Tokyo - The dollar rose in Asia on Friday following better-than-forecast US growth figures, which also eased concerns about emerging markets after a heavy sell-off this week.
The greenback bought 102.86 yen, up from 102.71 yen late in New York and much better than the 102.30 yen earlier on Thursday in Asia.
The euro weakened to $1.3547 against $1.3554, while it inched up to 139.33 yen from 139.21 yen.
On Thursday, the US Commerce Department said the world's number one economy expanded 3.2 percent in October-December, well above the 3.0 percent projected by analysts. There was also some cheer from figures showing a 3.3 percent rise in consumer spending, which is a crucial driver of growth in the United States.

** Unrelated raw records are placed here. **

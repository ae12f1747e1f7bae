use super::*;

#[test]
fn test_level_for() {
    assert_eq!(level_for(0), LevelFilter::Warn);
    assert_eq!(level_for(1), LevelFilter::Info);
    assert_eq!(level_for(2), LevelFilter::Debug);
    assert_eq!(level_for(7), LevelFilter::Trace);
}

#[test]
fn test_logger_enabled() {
    let logger = Logger {
        level: LevelFilter::Info,
        start: time::Instant::now(),
    };
    let debug = Metadata::builder().level(Level::Debug).build();
    let warn = Metadata::builder().level(Level::Warn).build();
    assert!(!logger.enabled(&debug));
    assert!(logger.enabled(&warn));
}
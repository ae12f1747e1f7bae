use structopt::StructOpt;

use std::{
    fs,
    io::{self, BufRead},
    path, process,
};

use ranktree::{logger, Shell, Step};

/// Command line options.
#[derive(Clone, StructOpt)]
pub struct Opt {
    /// Read commands from file, default is standard input.
    #[structopt(long = "input", parse(from_os_str))]
    input: Option<path::PathBuf>,

    #[structopt(short = "v", parse(from_occurrences))]
    verbose: u64,
}

fn main() {
    let opts = Opt::from_args();

    if let Err(err) = logger::init(logger::level_for(opts.verbose)) {
        eprintln!("{}", err);
        process::exit(1);
    }

    let res = match &opts.input {
        Some(loc) => match fs::File::open(loc) {
            Ok(fd) => run(io::BufReader::new(fd)),
            Err(err) => {
                eprintln!("{:?} {}", loc, err);
                process::exit(1);
            }
        },
        None => run(io::stdin().lock()),
    };

    if let Err(err) = res {
        eprintln!("{}", err);
        process::exit(1);
    }
}

fn run<R: BufRead>(input: R) -> ranktree::Result<()> {
    let stdout = io::stdout();
    let mut out = stdout.lock();
    let mut shell = Shell::new();

    for line in input.lines() {
        let line = match line {
            Ok(line) => line,
            Err(err) => {
                log::error!("reading input {}", err);
                break;
            }
        };
        if let Step::Stop = shell.execute(&line, &mut out)? {
            break;
        }
    }
    Ok(())
}
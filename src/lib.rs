//! Package implement an order-statistics AVL tree and a small in-memory
//! record manager indexed by it.
//!
//! [RankTree] is a height-balanced binary search tree where every node
//! additionally caches the size of its subtree. That makes the following
//! operations logarithmic:
//!
//! * insert, remove and lookup by key.
//! * select by rank, that is, find the k-th smallest (or largest) key.
//! * rank of a key.
//!
//! A tree can also be built in linear time from pre-sorted input, refer
//! to [RankTree::from_sorted] and [RankTree::with_shape].
//!
//! Single threaded use case
//! ------------------------
//!
//! - Parametrised over `key-type` and `value-type`, use `()` when no
//!   payload is needed.
//! - Keys are unique, inserting an existing key is rejected.
//! - Ranks are 1-based, in ascending or descending direction.
//! - Uses ownership model and borrow semantics, no parent pointers.
//! - No Durability guarantee.
//! - Not thread safe.
//!
//! ```
//! use ranktree::RankTree;
//!
//! let mut index: RankTree<u32, &str> = RankTree::new();
//! for key in [5, 3, 8, 1, 4, 7, 9].iter() {
//!     index.insert(*key, "payload").unwrap();
//! }
//! assert_eq!(index.len(), 7);
//! assert_eq!(*index.find_by_rank(1).unwrap(), 1);
//! assert_eq!(*index.find_by_rank(7).unwrap(), 9);
//!
//! index.remove(&5).unwrap();
//! assert_eq!(*index.find_by_rank(4).unwrap(), 7);
//! ```
//!
//! On top of the tree, [MusicManager] keeps artists in a [HashTable] and
//! ranks songs by play count using composite keys, and [Shell] drives it
//! from a line oriented command stream.

use std::{error, fmt, result};

// Short form to compose Error values.
//
// Here are few possible ways:
//
// ```ignore
// use crate::Error;
// err_at!(InvalidInput, msg: format!("bad argument"));
// ```
//
// ```ignore
// use crate::Error;
// err_at!(IOError, writeln!(out, "done"));
// ```
//
// ```ignore
// use crate::Error;
// err_at!(IOError, writeln!(out, "done"), "for command {}", cmd);
// ```
//
macro_rules! err_at {
    ($v:ident, msg: $($arg:expr),+) => {{
        let prefix = format!("{}:{}", file!(), line!());
        Err(Error::$v(prefix, format!($($arg),+)))
    }};
    ($v:ident, $e:expr) => {{
        match $e {
            Ok(val) => Ok(val),
            Err(err) => {
                let prefix = format!("{}:{}", file!(), line!());
                Err(Error::$v(prefix, format!("{}", err)))
            }
        }
    }};
    ($v:ident, $e:expr, $($arg:expr),+) => {{
        match $e {
            Ok(val) => Ok(val),
            Err(err) => {
                let prefix = format!("{}:{}", file!(), line!());
                let msg = format!($($arg),+);
                Err(Error::$v(prefix, format!("{} {}", err, msg)))
            }
        }
    }};
}

mod build;
mod hash;
mod keys;
pub mod logger;
mod music;
mod node;
mod order;
mod rotate;
mod shell;
mod tree;

pub use hash::{HashConfig, HashTable};
pub use keys::{ChartKey, SongKey};
pub use music::{Artist, MusicManager, Song};
pub use node::Node;
pub use order::Order;
pub use shell::{Shell, Step};
pub use tree::{Iter, RankTree};

/// Error variants that are returned by this package's API.
///
/// Each variant carries a prefix, typically identifying the
/// error location.
pub enum Error {
    Fatal(String, String),
    KeyAlreadyExists(String, String),
    KeyNotFound(String, String),
    RankOutOfRange(String, String),
    InvalidInput(String, String),
    NotEmpty(String, String),
    IOError(String, String),
}

impl fmt::Display for Error {
    fn fmt(&self, f: &mut fmt::Formatter) -> result::Result<(), fmt::Error> {
        use Error::*;

        match self {
            Fatal(p, msg) => write!(f, "{} Fatal: {}", p, msg),
            KeyAlreadyExists(p, msg) => write!(f, "{} KeyAlreadyExists: {}", p, msg),
            KeyNotFound(p, msg) => write!(f, "{} KeyNotFound: {}", p, msg),
            RankOutOfRange(p, msg) => write!(f, "{} RankOutOfRange: {}", p, msg),
            InvalidInput(p, msg) => write!(f, "{} InvalidInput: {}", p, msg),
            NotEmpty(p, msg) => write!(f, "{} NotEmpty: {}", p, msg),
            IOError(p, msg) => write!(f, "{} IOError: {}", p, msg),
        }
    }
}

impl fmt::Debug for Error {
    fn fmt(&self, f: &mut fmt::Formatter) -> result::Result<(), fmt::Error> {
        write!(f, "{}", self)
    }
}

impl error::Error for Error {}

/// Type alias for Result return type, used by this package.
pub type Result<T> = result::Result<T, Error>;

Investors welcomed the news, which came a day after the Federal Reserve reduced its stimulus programme by another $10 billion a month to $65 billion, following a similar cut in December.
While the US central bank cited a firming US economy for the wind-down, the announcement rattled emerging markets such as India, South Africa and Russia on fears of a capital flight, which in turn sent their currencies diving.
But Thursday's growth figures gave soothed some tensions, with Russia's ruble, the South African rand, Turkey's lira, Brazil's real and the Indian rupee all either flat or stronger, even as the dollar itself surged against major currencies.
Japan's economy minister Akira Amari called for markets to “cool down” to avoid mass capital repatriation by foreign investors.
“I want the market to cool down because what tapering is all about is not decreasing money, but the pace of money they provide,” he said when asked his views on recent market volatility.
Osao Iizuka, head of FX trading at Sumitomo Mitsui Trust and Banking, told Dow Jones Newswires that he “remains sceptical” about markets settling down.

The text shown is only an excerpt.